- Consumer Electronics & Personal Gadgets
How to Choose the Right USB Portable Powerbank Charger
What is a Powerbank?
A powerbank is a portable device which contains batteries and allows the user to charge devices such as phones and tablets computers on the go. Anything that charges via USB can be plugged in to powerbank.
Portable Powerbank Chargers have become a necessity for many people who rely on their gadgets. They're particularly useful for people who travel, go camping or spend a lot of time from home.
As a traveling singer I've used powerbanks for many years and I've seen the technology become more reliable and battery life extend year-on-year. The advance in batteries (and the lowering costs) mean that powerbanks can now be relied on as a reliable alternative to an AC output.
This article aims to explain how to go about choosing a power bank charger dependent on your needs; so that you can make an inform decision on what product is best for you.
What does mAh mean?
One of the most important things to note when looking for a powerbank is the products mAh rating. mAh stands for milliamp Hour and is a unit that measures (electric) power over time. In simple terms it's an easy way to understand the capacity of a battery so that you can buy the device that suits your needs.
Why mAh is Important (the maths bit!)
Although not 100% accurate, mAh is a good way to work out how many times a portable powerbank charger can charge your device. Let's look at an example.

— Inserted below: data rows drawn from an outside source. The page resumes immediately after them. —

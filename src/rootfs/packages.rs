//! Package installation into the staged chroot (spec §4.E steps 3 and 7).

use color_eyre::{eyre::eyre, Result};
use tracing::info;

use crate::engine::Context;
use crate::error::KilnError;
use crate::tools::{apt, distro_info};

/// `install_packages` — install the base `Packages[]` resolved by either
/// `germinate` or `build_rootfs_from_tasks`, plus the manifest's `kernel`.
///
/// # Errors
/// Propagates tool-failure errors.
pub fn install_packages(ctx: &mut Context) -> Result<()> {
	let chroot = ctx.workspace.sub_dir("chroot")?;
	apt::update(&ctx.runner, &chroot)?;
	let mut packages = ctx.packages.clone();
	packages.push(ctx.image.kernel.clone());
	info!(count = packages.len(), "installing base packages");
	apt::install(&ctx.runner, &chroot, &packages)
}

/// `install_extra_packages` — `customization.extra-packages`, installed
/// after any `add_extra_ppas` step has run so the new repository is already
/// trusted and enabled. Each package is confirmed published for the target
/// series via `rmadison` first, since (unlike the germinate-resolved base
/// set) nothing else has checked these names against the archive yet.
///
/// # Errors
/// Propagates tool-failure errors, or [`KilnError::ContentMissing`] if
/// `rmadison` reports no publication for a requested package.
pub fn install_extra_packages(ctx: &mut Context) -> Result<()> {
	let chroot = ctx.workspace.sub_dir("chroot")?;
	let Some(customization) = &ctx.image.customization else { return Ok(()) };
	if customization.extra_packages.is_empty() {
		return Ok(());
	}
	for package in &customization.extra_packages {
		let listing = distro_info::madison(&ctx.runner, &ctx.image.series, package)?;
		if listing.trim().is_empty() {
			return Err(eyre!(KilnError::ContentMissing(format!(
				"package `{package}` not published for series `{}`",
				ctx.image.series
			))));
		}
	}
	info!(count = customization.extra_packages.len(), "installing extra packages");
	apt::install(&ctx.runner, &chroot, &customization.extra_packages)
}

The powerbank that I'm currently using and which I can personally recommend is the Powerpilot X7 which has a capacity of 20,000mAh. The iPhone 7 has a battery capacity of 1960mAh. Let's do a quick and easy calculation:
20,000mAh divided by 1960mAh = 10.20
By taking the amperage of the powerbank battery and dividing it by the capacity of the iPhone battery, we can see that my powerbank could charge the iPhone around 10 times from flat.
Here are some common devices and how many times you can (roughly) expect a 20,000mAh powerbank to charge them:
- Samsung Galaxy S7 - 3600 mAh battery - 5.5 times
- Samsung Galaxy Tab 4 - 8000 mAh battery - 2.5 times
- Apple iPad 3 - 11500 mAh battery - 1.8 times
As you can see, choosing a power bank which is suitable for your needs requires a basic knowledge of the power requirements that you're going to have.

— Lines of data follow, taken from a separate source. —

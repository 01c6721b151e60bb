//! Component B — Process Runner.
//!
//! Grounded in the teacher's `util::run!` macro: wrap `std::process::Command`,
//! capture stdout+stderr, and wrap any non-zero exit in an error that carries
//! the full command line and captured output so a caller (or a test) can
//! assert on both. This is the only approved way the rest of the crate spawns
//! external tools (spec §4.B).

use std::ffi::OsStr;
use std::path::Path;
use std::process::{Command, Output, Stdio};

use color_eyre::{eyre::eyre, Result, Section};
use tracing::{debug, trace};

use crate::error::KilnError;

/// Uniform launch + output-capture + error-wrap for external tools.
///
/// `debug` toggles a passthrough tee to the console (spec: "a debug-mode
/// passthrough that tees to the console"), mirroring `--debug`/`KATSU_LOG`
/// style verbosity toggles in the teacher.
#[derive(Debug, Clone, Copy, Default)]
pub struct ProcessRunner {
	pub debug: bool,
}

impl ProcessRunner {
	#[must_use]
	pub fn new(debug: bool) -> Self {
		Self { debug }
	}

	/// Run `cmd`, returning combined stdout+stderr on success.
	///
	/// # Errors
	/// Returns [`KilnError::ToolNotFound`] if the binary can't be spawned at
	/// all, or [`KilnError::ToolFailure`] if it exits non-zero.
	pub fn run(&self, mut cmd: Command) -> Result<String> {
		let line = display_cmd(&cmd);
		trace!(cmd = %line, "spawning");

		if self.debug {
			cmd.stdout(Stdio::inherit()).stderr(Stdio::inherit());
			let status = cmd.status().map_err(|e| self.not_found(&line, &e))?;
			return status.success().then(String::new).ok_or_else(|| {
				eyre!(KilnError::ToolFailure {
					cmd: line.clone(),
					output: "(teed to console, see above)".to_owned(),
					exit: status.code(),
				})
			});
		}

		let out = cmd.output().map_err(|e| self.not_found(&line, &e))?;
		self.finish(&line, out)
	}

	/// Run `cmd` and return only stdout, trimmed, on success — used for
	/// one-shot queries like `losetup --find --show` or `findmnt`.
	///
	/// # Errors
	/// Same as [`Self::run`].
	pub fn run_stdout(&self, cmd: Command) -> Result<String> {
		let line = display_cmd(&cmd);
		let mut cmd = cmd;
		let out = cmd.output().map_err(|e| self.not_found(&line, &e))?;
		let stdout = String::from_utf8_lossy(&out.stdout).trim().to_owned();
		self.finish(&line, out)?;
		Ok(stdout)
	}

	fn not_found(&self, line: &str, source: &std::io::Error) -> color_eyre::Report {
		debug!(cmd = line, error = %source, "tool not found / could not spawn");
		let bin = line.split_whitespace().next().unwrap_or(line).to_owned();
		eyre!(KilnError::ToolNotFound(bin))
	}

	fn finish(&self, line: &str, out: Output) -> Result<String> {
		let stdout = String::from_utf8_lossy(&out.stdout);
		let stderr = String::from_utf8_lossy(&out.stderr);
		let combined = format!("{stdout}{stderr}");
		if out.status.success() {
			return Ok(combined);
		}
		Err(eyre!(KilnError::ToolFailure {
			cmd: line.to_owned(),
			output: combined.trim().to_owned(),
			exit: out.status.code(),
		}))
		.with_note(|| format!("stdout: {}", stdout.trim()))
		.with_note(|| format!("stderr: {}", stderr.trim()))
	}
}

fn display_cmd(cmd: &Command) -> String {
	let mut parts = vec![cmd.get_program().to_string_lossy().into_owned()];
	parts.extend(cmd.get_args().map(|a| a.to_string_lossy().into_owned()));
	parts.join(" ")
}

/// Build a [`Command`], optionally rooted at `cwd`, with the given args.
///
/// Small helper so facade modules in `tools/` read as a flat arg list instead
/// of a chain of `.arg()` calls, in the spirit of the teacher's `cmd!` call
/// sites (`cmd!("parted" "-s" disk "mklabel" "gpt")`).
pub fn command<I, S>(program: &str, args: I) -> Command
where
	I: IntoIterator<Item = S>,
	S: AsRef<OsStr>,
{
	let mut c = Command::new(program);
	c.args(args);
	c
}

pub fn command_in<I, S>(program: &str, cwd: &Path, args: I) -> Command
where
	I: IntoIterator<Item = S>,
	S: AsRef<OsStr>,
{
	let mut c = command(program, args);
	c.current_dir(cwd);
	c
}

#[cfg(test)]
mod tests {
	use super::*;

	#[test]
	fn captures_success_output() {
		let runner = ProcessRunner::new(false);
		let out = runner.run(command("echo", ["hello"])).expect("echo should succeed");
		assert!(out.contains("hello"));
	}

	#[test]
	fn wraps_failure_with_command_and_output() {
		let runner = ProcessRunner::new(false);
		let err = runner.run(command("false", Vec::<&str>::new())).unwrap_err();
		let msg = format!("{err:?}");
		assert!(msg.contains("false"));
	}

	#[test]
	fn missing_binary_is_tool_not_found() {
		let runner = ProcessRunner::new(false);
		let err = runner.run(command("kiln-definitely-not-a-real-binary", Vec::<&str>::new()));
		assert!(err.is_err());
	}
}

What is meant by 1A, 2A, etc?
Different devices have different capabilities in terms of how fast they can charge.
Earlier USB devices could only charge at a maximum of 0.3-0.9 Amp (usually referred to 300mA or rounded up to 1A).
More up-to-date devices can handle more which means they can charge faster. As a result, some portable powerbank chargers have a 2A output as well as a 1A output.
It doesn't matter if you plug a device with a 0.3A into a 2A USB output.
Size versus Performance
In general, the larger and heavier the powerbank the more capacity it has, so deciding on the right powerbank for you will often depend on whether you're happy to carry a bulkier device or something smaller. Just remember that the smaller options are often no more than 4-5000mAh which are great as backup but not great for long-term use when travelling or camping. My son has the Poweradd Slim2 which he really likes, but I often find him borrowing mine on a long journey!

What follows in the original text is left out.